3. Wir könnten den Kreis wegen einer Duldung angehen, denn die Jeki Verpflichtung wurde vor der Haushaltssicherung eingegangen.

Das Haushaltsrecht ist auch bei einer Haushaltssicherung ein bewegliches Recht, wenn man will. Aber will die Stadt im Zusammenhang mit der Musikschule denn überhaupt. Waren das im Kulturausschuss nicht nur Lippenbekenntnisse für die Musikschule? Dann war der Sarg auf dem Innenhof eben doch eine zukünftige Realität.

Was mich bestürzte als Anita Schöneberg (SPD) mit Walter Faupel (CDU) eine große Koalition für unbezahlte Arbeitsstellen bildeten. Gerhard Schröder, der Altbundeskanzler, hatte den Menschen zumindest 1,– Euro belassen. Und in Ennepetal?   [

  Da geht es ohne den Euro. Frau Schöneberg, Herr Faupel, wann führen wir denn wieder die Leibeigenschaft ein? Um es einmal klar zu sagen, auch eine Musikpädagogin ist eine Arbeitnehmerin die ihre Arbeitskraft zur Verfügung stellt und zwar gegen Entgelt.

Und wenn diese Musikpädagogin nach einem 8 stündigen Arbeitstag die Füße hoch legen möchte, so ist  das ihr gutes Recht. Alles andere was im Kulturausschuss in diesem Zusammenhang vorgeschlagen wurde, nennt man neudeutsch „Sozialdarwinismus“.

  Der einzige der vernünftig auf diese Vorschläge reagierte war der Grüne Stefan Mayer-Stoye.
Er stellte zumindest die Frage, wie das Ganze funktionieren sollte.
Soll die LehrerIn ab 16:00 Uhr die entgeltliche Beschäftigung aufgeben und dann unentgeltlich weiterarbeiten?

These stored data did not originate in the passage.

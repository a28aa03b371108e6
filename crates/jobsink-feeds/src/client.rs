//! HTTP client for external job feeds.

use std::time::Duration;

use futures::stream::{self, StreamExt};
use reqwest::Client;

use crate::error::FeedError;

/// Per-URL fetch result.
///
/// A fetch never fails across this boundary: network errors, timeouts,
/// non-2xx statuses, and empty bodies all collapse into `success = false`
/// with a human-readable `error` string, so one bad feed never aborts a
/// sweep.
#[derive(Debug, Clone)]
pub struct FetchResult {
    pub url: String,
    pub success: bool,
    pub raw_body: Option<String>,
    pub error: Option<String>,
}

impl FetchResult {
    fn ok(url: String, body: String) -> Self {
        Self {
            url,
            success: true,
            raw_body: Some(body),
            error: None,
        }
    }

    fn err(url: String, error: String) -> Self {
        Self {
            url,
            success: false,
            raw_body: None,
            error: Some(error),
        }
    }
}

/// HTTP client for fetching raw feed bodies.
///
/// Owns its `reqwest::Client` with a fixed request timeout and a descriptive
/// `User-Agent`; constructed once and shared across sweeps.
pub struct FeedClient {
    client: Client,
    timeout_secs: u64,
}

impl FeedClient {
    /// Creates a `FeedClient` with the configured timeout and `User-Agent`.
    ///
    /// # Errors
    ///
    /// Returns [`FeedError::Http`] if the underlying `reqwest::Client`
    /// cannot be constructed (e.g., invalid TLS config).
    pub fn new(timeout_secs: u64, user_agent: &str) -> Result<Self, FeedError> {
        let client = Client::builder()
            .timeout(Duration::from_secs(timeout_secs))
            .connect_timeout(Duration::from_secs(10))
            .user_agent(user_agent)
            .build()?;
        Ok(Self {
            client,
            timeout_secs,
        })
    }

    /// Fetch one feed URL.
    ///
    /// Infallible by contract — see [`FetchResult`].
    pub async fn fetch(&self, url: &str) -> FetchResult {
        match self.try_fetch(url).await {
            Ok(body) => FetchResult::ok(url.to_string(), body),
            Err(reason) => {
                tracing::warn!(url, error = %reason, "feed fetch failed");
                FetchResult::err(url.to_string(), reason)
            }
        }
    }

    /// Fetch every URL fully in parallel.
    ///
    /// Each fetch is independent; results are collected in completion order,
    /// so callers must not rely on positions lining up with the input list.
    pub async fn fetch_all(&self, urls: &[String]) -> Vec<FetchResult> {
        stream::iter(urls.iter().cloned())
            .map(|url| async move { self.fetch(&url).await })
            .buffer_unordered(urls.len().max(1))
            .collect()
            .await
    }

    async fn try_fetch(&self, url: &str) -> Result<String, String> {
        let response = self
            .client
            .get(url)
            .send()
            .await
            .map_err(|e| self.describe(&e))?;

        let status = response.status();
        if !status.is_success() {
            return Err(format!("unexpected HTTP status {status} from {url}"));
        }

        let body = response.text().await.map_err(|e| self.describe(&e))?;
        if body.trim().is_empty() {
            return Err(format!("empty response body from {url}"));
        }

        Ok(body)
    }

    fn describe(&self, error: &reqwest::Error) -> String {
        if error.is_timeout() {
            format!("request timed out after {}s", self.timeout_secs)
        } else if error.is_connect() {
            format!("connection failed: {error}")
        } else {
            error.to_string()
        }
    }
}
//! Queue state: pending channel, idempotency keys, and outcome retention.

use std::collections::{HashMap, VecDeque};

use chrono::{DateTime, Utc};
use serde::{Deserialize, Serialize};
use tokio::sync::{Mutex, Notify};
use tokio::time::Instant;

use jobsink_core::JobCandidate;

use crate::config::QueueConfig;
use crate::error::QueueError;
use crate::rate_limit::RateLimiter;

/// Name under which job messages are enqueued.
pub const PROCESS_JOB_QUEUE: &str = "process-job";

/// Wire shape of one queued message.
#[derive(Debug, Clone, Serialize, Deserialize)]
#[serde(rename_all = "camelCase")]
pub struct QueueMessage {
    pub job_candidate: JobCandidate,
    pub import_run_id: i64,
}

/// One unit of in-flight work.
#[derive(Debug, Clone)]
pub(crate) struct QueueItem {
    pub message: QueueMessage,
    pub idempotency_key: String,
    /// Attempts already made; incremented by the worker before each try.
    pub attempts: u32,
}

/// Observability record for a successfully processed item.
#[derive(Debug, Clone)]
pub struct CompletedEntry {
    pub idempotency_key: String,
    /// "created" or "updated".
    pub outcome: &'static str,
    pub finished_at: DateTime<Utc>,
}

/// Observability record for a terminally failed item.
#[derive(Debug, Clone)]
pub struct FailedEntry {
    pub idempotency_key: String,
    pub reason: String,
    pub attempts: u32,
    pub failed_at: DateTime<Utc>,
}

struct QueueState {
    pending: VecDeque<QueueItem>,
    /// Idempotency keys with the time they were accepted.
    seen_keys: HashMap<String, Instant>,
    in_flight: usize,
    completed: VecDeque<CompletedEntry>,
    failed: VecDeque<FailedEntry>,
    closed: bool,
}

/// The work channel between the fetch sweep and the processor pool.
///
/// Acceptance is synchronous; processing is asynchronous. Producers are
/// never blocked past the accept call.
pub struct JobQueue {
    config: QueueConfig,
    state: Mutex<QueueState>,
    notify: Notify,
    limiter: RateLimiter,
}

impl JobQueue {
    #[must_use]
    pub fn new(config: QueueConfig) -> Self {
        let limiter = RateLimiter::new(config.rate_limit_per_sec);
        Self {
            config,
            state: Mutex::new(QueueState {
                pending: VecDeque::new(),
                seen_keys: HashMap::new(),
                in_flight: 0,
                completed: VecDeque::new(),
                failed: VecDeque::new(),
                closed: false,
            }),
            notify: Notify::new(),
            limiter,
        }
    }

    #[must_use]
    pub fn config(&self) -> &QueueConfig {
        &self.config
    }

    pub(crate) fn limiter(&self) -> &RateLimiter {
        &self.limiter
    }

    pub(crate) fn notified(&self) -> tokio::sync::futures::Notified<'_> {
        self.notify.notified()
    }

    /// Accepts a sweep's candidates under `"{run_id}:{external_id}"`
    /// idempotency keys and returns how many were newly queued.
    ///
    /// Re-submitting the same run's candidates within the dedup window is a
    /// no-op for the duplicates; the fresh items are still accepted.
    ///
    /// # Errors
    ///
    /// Returns [`QueueError::Closed`] once shutdown has begun.
    pub async fn enqueue_bulk(
        &self,
        candidates: Vec<JobCandidate>,
        import_run_id: i64,
    ) -> Result<usize, QueueError> {
        let mut state = self.state.lock().await;
        if state.closed {
            return Err(QueueError::Closed);
        }

        let now = Instant::now();
        let window = std::time::Duration::from_secs(self.config.dedup_window_secs);
        state
            .seen_keys
            .retain(|_, accepted| now.duration_since(*accepted) < window);

        let mut accepted = 0usize;
        for candidate in candidates {
            let key = format!("{import_run_id}:{}", candidate.external_id);
            if state.seen_keys.contains_key(&key) {
                tracing::debug!(idempotency_key = %key, "duplicate enqueue suppressed");
                continue;
            }
            state.seen_keys.insert(key.clone(), now);
            state.pending.push_back(QueueItem {
                message: QueueMessage {
                    job_candidate: candidate,
                    import_run_id,
                },
                idempotency_key: key,
                attempts: 0,
            });
            accepted += 1;
        }
        drop(state);

        if accepted > 0 {
            tracing::debug!(
                queue = PROCESS_JOB_QUEUE,
                import_run_id,
                accepted,
                "bulk enqueue accepted"
            );
            self.notify.notify_waiters();
        }
        Ok(accepted)
    }

    /// Number of items waiting to be taken.
    pub async fn depth(&self) -> usize {
        self.state.lock().await.pending.len()
    }

    /// True when nothing is pending and nothing is in flight.
    pub async fn is_idle(&self) -> bool {
        let state = self.state.lock().await;
        state.pending.is_empty() && state.in_flight == 0
    }

    /// Polls until the queue is idle. Intended for one-shot drivers (CLI,
    /// tests); long-running services just keep the pool up.
    pub async fn wait_until_idle(&self) {
        let interval = std::time::Duration::from_millis(self.config.poll_interval_ms);
        loop {
            if self.is_idle().await {
                return;
            }
            tokio::time::sleep(interval).await;
        }
    }

    /// Recently completed items, newest last.
    pub async fn completed(&self) -> Vec<CompletedEntry> {
        self.state.lock().await.completed.iter().cloned().collect()
    }

    /// Terminally failed items, newest last.
    pub async fn failed(&self) -> Vec<FailedEntry> {
        self.state.lock().await.failed.iter().cloned().collect()
    }

    /// Stop accepting new work. Pending and in-flight items are unaffected.
    pub async fn close(&self) {
        self.state.lock().await.closed = true;
        self.notify.notify_waiters();
    }

    pub(crate) async fn take(&self) -> Option<QueueItem> {
        let mut state = self.state.lock().await;
        let item = state.pending.pop_front()?;
        state.in_flight += 1;
        Some(item)
    }

    pub(crate) async fn finish_success(&self, item: &QueueItem, outcome: &'static str) {
        let mut state = self.state.lock().await;
        state.in_flight = state.in_flight.saturating_sub(1);
        state.completed.push_back(CompletedEntry {
            idempotency_key: item.idempotency_key.clone(),
            outcome,
            finished_at: Utc::now(),
        });
        Self::prune_completed(&mut state, &self.config);
    }

    pub(crate) async fn finish_failure(&self, item: &QueueItem, reason: String) {
        let mut state = self.state.lock().await;
        state.in_flight = state.in_flight.saturating_sub(1);
        state.failed.push_back(FailedEntry {
            idempotency_key: item.idempotency_key.clone(),
            reason,
            attempts: item.attempts,
            failed_at: Utc::now(),
        });
        Self::prune_failed(&mut state, &self.config);
    }

    fn prune_completed(state: &mut QueueState, config: &QueueConfig) {
        while state.completed.len() > config.completed_retention {
            state.completed.pop_front();
        }
        let cutoff = Utc::now()
            - chrono::Duration::seconds(i64::try_from(config.completed_retention_secs).unwrap_or(i64::MAX));
        while state
            .completed
            .front()
            .is_some_and(|entry| entry.finished_at < cutoff)
        {
            state.completed.pop_front();
        }
    }

    fn prune_failed(state: &mut QueueState, config: &QueueConfig) {
        let cutoff = Utc::now()
            - chrono::Duration::seconds(i64::try_from(config.failed_retention_secs).unwrap_or(i64::MAX));
        while state
            .failed
            .front()
            .is_some_and(|entry| entry.failed_at < cutoff)
        {
            state.failed.pop_front();
        }
    }
}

Herr Frey von der FDP wurde gar lauter und rief zu Frau Thomas, er habe einen FDP Kollegen in Schwelm der ihm gesagt hatte, dass Schwelm nur einen Zuschuss von rund 200.000,– Euro benötige, statt der rund 500.000,– Euro in Ennepetal.

   Wie Schwelm das macht, dass wusste Herr Frey (FDP) jedoch nicht zu sagen. Wahrscheinlich war der Wein ausgegangen und das Gespräch somit erledigt. Was hat ihn denn gehindert mit dem FDP Kollegen tiefer in die Materie einzusteigen?    

Was hat ihn denn gehindert mit der Leiterin der Schwelmer Musikschule Frau Weidner zu sprechen? Das sind alles Menschen die sich offen einem Dialog stellen. Was man von den Ratsmitglieder nicht sagen kann. Aber darum ging es ihm und den anderen ja auch nicht. Es ging schlicht und ergreifend nur darum, keine Verantwortung zu zeigen oder zu tragen . So sind sie unsere Politiker und Verwalter. Auf der einen Seite wollen sie für alles stehen und wenn es nicht klappt, ist eben der Bürger selber schuld.

Und wie soll es jetzt weiter gehen? Wilhelm Wiggenhagen und die 14 Millionen Truppe samt Rat wollen am liebsten dem Förderverein alles aufbürden. Ja, selbst das Personal sollen die selber einstellen. Das ist verdammt noch mal Verantwortungslosigkeit hoch drei.

Oder war diese Hilflosigkeit deshalb so stark sichtbar, weil die Ratsmitglieder und die Verwaltung aus ihrem Wolkenkuckucksheim gerissen wurden? Ich glaube ja.

Frau Höppke, Frau Thomas und rund 180 weitere Kinder und Eltern haben die Stadt eben mal kurz von ihrer rosaroten Wolke geholt und ihnen klar gemacht was Verantwortung für unsere Kinder und deren Lehrpersonal ist.

Vielleicht macht ja Frau Schöneberg (SPD) mit dem Shanty Chor zukünftig umsonst den Musikunterricht und Herr Faupel (CDU) unterstützt sie fleißig. Umsonst versteht sich.
Möge das uns allen erspart bleiben.

Nicht nur wir haben das Geschehen beobachtet, vielmehr hat die  Landesvereinigung  der Elternvertreter und Fördervereine der Musikschulen in NRW e.V. auch einen Kommentar geschrieben. Hier der Kommentar im PDF Format.

Und hier ein Video-Schnipsel  über die Demo.
[flv:/wp-content/video/MSDemo.flv 380 300]

Womit einmal mehr Ennepetal seinen sehr eigenartigen Reiz bewiesen hat.